Feminist scholar and author Christina Hoff Sommers has a sure-to-be controversial piece in today’s USA Today challenging the Department of Justice’s statistics on what the agency calls “Intimate Partner Homicide.”  I think the Politically Correct handbook translates that as “domestic violence.” 


Anyway, Hoff Sommers has something to say about the statement Attorney General Eric Holder recently made that “Intimate partner homicide is the leading cause of death for African-American women ages 15 to 45.”  Hoff Sommers says, it just isn’t true.   


According to the Centers for Disease Control and Prevention and the Justice Department’s own Bureau of Justice Statistics, the leading causes of death for African-American women between the ages 15-45 are cancer, heart disease, unintentional injuries such as car accidents, and HIV disease. Homicide comes in fifth – and includes murders by strangers. In 2006 (the latest year for which full statistics are available), several hundred African-American women died from intimate partner homicide – each one a tragedy and an outrage, but far fewer than the approximately 6,800 women who died of the other leading causes. 

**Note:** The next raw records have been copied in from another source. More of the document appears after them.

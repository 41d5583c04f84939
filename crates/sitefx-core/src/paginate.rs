#![forbid(unsafe_code)]

//! Category filtering and page slicing.
//!
//! Pure functions over a borrowed item list. The filter keeps source order,
//! and every page request is clamped into `[1, total_pages]`, where an empty
//! result still counts as one (empty) page.

use std::num::NonZeroUsize;
use std::ops::RangeInclusive;

use crate::error::ConfigError;

/// Items that belong to exactly one category.
pub trait Categorized {
    type Category: PartialEq;

    fn category(&self) -> &Self::Category;
}

impl<T: Categorized + ?Sized> Categorized for &T {
    type Category = T::Category;

    fn category(&self) -> &Self::Category {
        (**self).category()
    }
}

/// Which items a [`FilterState`] lets through.
#[derive(Debug, Clone, PartialEq, Eq, Default)]
pub enum CategoryFilter<C> {
    #[default]
    All,
    Only(C),
}

impl<C: PartialEq> CategoryFilter<C> {
    #[must_use]
    pub fn matches(&self, category: &C) -> bool {
        match self {
            Self::All => true,
            Self::Only(wanted) => wanted == category,
        }
    }
}

/// One page of a filtered list.
#[derive(Debug, Clone, PartialEq)]
pub struct PageSlice<'a, T> {
    pub items: Vec<&'a T>,
    /// 1-based page actually shown.
    pub page: usize,
    /// Never zero.
    pub total_pages: usize,
    /// Items matching the filter across all pages.
    pub filtered_count: usize,
}

impl<T> PageSlice<'_, T> {
    #[must_use]
    pub fn has_previous(&self) -> bool {
        self.page > 1
    }

    #[must_use]
    pub fn has_next(&self) -> bool {
        self.page < self.total_pages
    }

    /// Every page number, for rendering a pager.
    #[must_use]
    pub fn page_numbers(&self) -> RangeInclusive<usize> {
        1..=self.total_pages
    }

    #[must_use]
    pub fn is_empty(&self) -> bool {
        self.items.is_empty()
    }
}

fn page_count(filtered: usize, page_size: NonZeroUsize) -> usize {
    filtered.div_ceil(page_size.get()).max(1)
}

fn clamp_page(page: usize, total_pages: usize) -> usize {
    page.clamp(1, total_pages)
}

/// Filter `items` and cut out the requested page.
///
/// `page` is 1-based; 0 and anything past the last page are clamped.
#[must_use]
pub fn paginate<'a, T, C>(
    items: &'a [T],
    filter: &CategoryFilter<C>,
    page: usize,
    page_size: NonZeroUsize,
) -> PageSlice<'a, T>
where
    T: Categorized<Category = C>,
    C: PartialEq,
{
    let filtered: Vec<&T> = items
        .iter()
        .filter(|item| filter.matches(item.category()))
        .collect();
    let filtered_count = filtered.len();
    let total_pages = page_count(filtered_count, page_size);
    let page = clamp_page(page, total_pages);

    let start = (page - 1) * page_size.get();
    let items = filtered
        .into_iter()
        .skip(start)
        .take(page_size.get())
        .collect();

    PageSlice {
        items,
        page,
        total_pages,
        filtered_count,
    }
}

/// The active filter and page of a paginated listing.
#[derive(Debug, Clone, PartialEq, Eq)]
pub struct FilterState<C> {
    filter: CategoryFilter<C>,
    page: usize,
    page_size: NonZeroUsize,
}

impl<C: PartialEq> FilterState<C> {
    /// `All`, page 1.
    pub fn new(page_size: usize) -> Result<Self, ConfigError> {
        let page_size = NonZeroUsize::new(page_size).ok_or(ConfigError::ZeroPageSize)?;
        Ok(Self {
            filter: CategoryFilter::All,
            page: 1,
            page_size,
        })
    }

    #[must_use]
    pub fn filter(&self) -> &CategoryFilter<C> {
        &self.filter
    }

    /// Requested page. May exceed the page count until the next clamp.
    #[must_use]
    pub fn page(&self) -> usize {
        self.page
    }

    #[must_use]
    pub fn page_size(&self) -> NonZeroUsize {
        self.page_size
    }

    /// Switch category and go back to page 1.
    pub fn set_filter(&mut self, filter: CategoryFilter<C>) {
        crate::trace!(page = self.page, "filter changed, page reset");
        self.filter = filter;
        self.page = 1;
    }

    /// Jump to `page`, clamped against `items`. Returns the page now shown.
    pub fn set_page<T>(&mut self, page: usize, items: &[T]) -> usize
    where
        T: Categorized<Category = C>,
    {
        self.page = clamp_page(page, self.total_pages(items));
        self.page
    }

    /// Advance one page unless already on the last.
    pub fn next_page<T>(&mut self, items: &[T]) -> usize
    where
        T: Categorized<Category = C>,
    {
        self.set_page(self.page.saturating_add(1), items)
    }

    /// Go back one page unless already on the first.
    pub fn previous_page<T>(&mut self, items: &[T]) -> usize
    where
        T: Categorized<Category = C>,
    {
        self.set_page(self.page.saturating_sub(1), items)
    }

    #[must_use]
    pub fn total_pages<T>(&self, items: &[T]) -> usize
    where
        T: Categorized<Category = C>,
    {
        let filtered = items
            .iter()
            .filter(|item| self.filter.matches(item.category()))
            .count();
        page_count(filtered, self.page_size)
    }

    /// The current page of `items`.
    #[must_use]
    pub fn apply<'a, T>(&self, items: &'a [T]) -> PageSlice<'a, T>
    where
        T: Categorized<Category = C>,
    {
        paginate(items, &self.filter, self.page, self.page_size)
    }
}

#[cfg(test)]
mod tests {
    use super::*;

    #[derive(Debug, Clone, Copy, PartialEq, Eq)]
    enum Kind {
        Road,
        Bridge,
    }

    #[derive(Debug, PartialEq)]
    struct Item {
        id: u32,
        kind: Kind,
    }

    impl Categorized for Item {
        type Category = Kind;

        fn category(&self) -> &Kind {
            &self.kind
        }
    }

    fn items(n: u32) -> Vec<Item> {
        (0..n)
            .map(|id| Item {
                id,
                kind: if id % 2 == 0 { Kind::Road } else { Kind::Bridge },
            })
            .collect()
    }

    fn size(n: usize) -> NonZeroUsize {
        NonZeroUsize::new(n).unwrap()
    }

    fn ids(slice: &PageSlice<'_, Item>) -> Vec<u32> {
        slice.items.iter().map(|item| item.id).collect()
    }

    #[test]
    fn empty_list_is_one_empty_page() {
        let slice = paginate::<Item, Kind>(&[], &CategoryFilter::All, 1, size(3));
        assert_eq!(slice.total_pages, 1);
        assert_eq!(slice.page, 1);
        assert!(slice.is_empty());
        assert!(!slice.has_previous());
        assert!(!slice.has_next());
    }

    #[test]
    fn seven_items_three_per_page() {
        let all = items(7);
        let last = paginate(&all, &CategoryFilter::All, 3, size(3));
        assert_eq!(last.total_pages, 3);
        assert_eq!(ids(&last), vec![6]);
        assert_eq!(last.page_numbers(), 1..=3);
    }

    #[test]
    fn out_of_range_pages_clamp() {
        let all = items(7);
        let high = paginate(&all, &CategoryFilter::All, 99, size(3));
        assert_eq!(high.page, 3);
        assert_eq!(ids(&high), vec![6]);

        let zero = paginate(&all, &CategoryFilter::All, 0, size(3));
        assert_eq!(zero.page, 1);
        assert_eq!(ids(&zero), vec![0, 1, 2]);
    }

    #[test]
    fn filter_keeps_source_order() {
        let all = items(7);
        let slice = paginate(&all, &CategoryFilter::Only(Kind::Bridge), 1, size(10));
        assert_eq!(ids(&slice), vec![1, 3, 5]);
        assert_eq!(slice.filtered_count, 3);
    }

    #[test]
    fn state_rejects_zero_page_size() {
        assert_eq!(
            FilterState::<Kind>::new(0).unwrap_err(),
            ConfigError::ZeroPageSize
        );
    }

    #[test]
    fn changing_filter_resets_page() {
        let all = items(7);
        let mut state = FilterState::new(2).unwrap();
        assert_eq!(state.set_page(3, &all), 3);
        state.set_filter(CategoryFilter::Only(Kind::Road));
        assert_eq!(state.page(), 1);
        assert_eq!(ids(&state.apply(&all)), vec![0, 2]);
    }

    #[test]
    fn next_and_previous_stop_at_edges() {
        let all = items(7);
        let mut state = FilterState::new(3).unwrap();
        assert_eq!(state.previous_page(&all), 1);
        assert_eq!(state.next_page(&all), 2);
        assert_eq!(state.next_page(&all), 3);
        assert_eq!(state.next_page(&all), 3);
        let slice = state.apply(&all);
        assert!(slice.has_previous());
        assert!(!slice.has_next());
    }
}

So where do these loose facts come from?  Why are they so easily thrown around; accepted as truth?  Hoff Sommers explains:



It is possible because false claims about male domestic violence are ubiquitous and immune to refutation. During the era of the infamous Super Bowl Hoax, it was widely believed that on Super Bowl Sundays, violence against women increases 40%. Journalists began to refer to the game as the “abuse bowl” and quoted experts who explained how male viewers, intoxicated and pumped up with testosterone, could “explode like mad linemen.” During the 1993 Super Bowl, NBC ran a public service announcement warning men they would go to jail for attacking their wives.


In this roiling sea of media credulity, one lone journalist, Washington Postreporter Ken Ringle, checked the facts. As it turned out, there was no source: An activist had misunderstood something she read, jumped to her sensational conclusion, announced it at a news conference and an urban myth was born. Despite occasional efforts to prove the story true, no one has ever managed to link the Super Bowl to domestic battery. 


But the Washington Post investigation failed to kill these flawed statistics from being bandied about.  As such, the sports = abuse story repeated itself in the British newspapers during the 2010 World Cup.  Even after a BBC investigation found the report to be based on “cherry-picked figures, the statistics are still treated as fact.  Hoff Sommers says this ultimately hurt women: 


Misinformation leads to misdirected policies that fail to target the true causes of violence. Worse, those who promulgate false statistics about domestic violence, however well-meaning, promote prejudice. Most of the exaggerated claims implicate the average male in a social atrocity. Why do that? Anti-male misandry, like anti-female misogyny, is unjust and dangerous. Recall what happened at Duke University a few years ago when many seemingly fair-minded students and faculty stood by and said nothing while three innocent young men on the Duke Lacrosse team were subjected to the horrors of a modern-day witch hunt. 

And this campaign of misinformation doesn’t just hurt women in the West, it hurts women everywhere-particularly in Middle East where women are subjected to some of the most restrictive laws. 


Misinformation about violence against women suggests a false moral equivalence between societies where women are protected by law and those where they are not. American and British societies are not perfect, but we have long ago decided that violence against women is barbaric. By contrast, the Islamic Republic of Iran – where it is legal to bury an adulterous woman up to her neck and stone her – was last year granted a seat on the United Nations Commission on the Status of Women.  

Hoff Sommers is spot on in her analysis but we’ve seen this before…from the big guy.  You see, Attorney General Holder is simply repeating the words of his boss, President Obama.  Shortly after taking office, Obama delivered a major foreign policy speech in Cairo (which Carrie Lukas and I wrote about here) where he touched on the struggle for women’s rights in the U.S. while simultaneously making all countries of the world equal in that struggle.  Carrie Lukas and I highlighted the President’s stunning display of rhetorical moral relevancy, saying: 


Women’s rights are supposed to be one of those universal principles, as President Obama acknowledged in his speech to the Muslim world in Cairo. He noted that the U.S. will support literacy and economic opportunities for women around the globe. Yet he failed to live up to his promise to discuss the problem “squarely.” Indeed by saying “the struggle for women’s equality continues in many aspects of American life,” he belittled the real plight of women around the globe.

Now, thanks to Christina Hoff Sommer’s excellent article, it’s all become a little more clear.  It’s no wonder Obama thinks the United States is such a backwater hell hole for women.  He’s been looking at his buddy Holder’s meaningless “intimate partner homicide” statistics.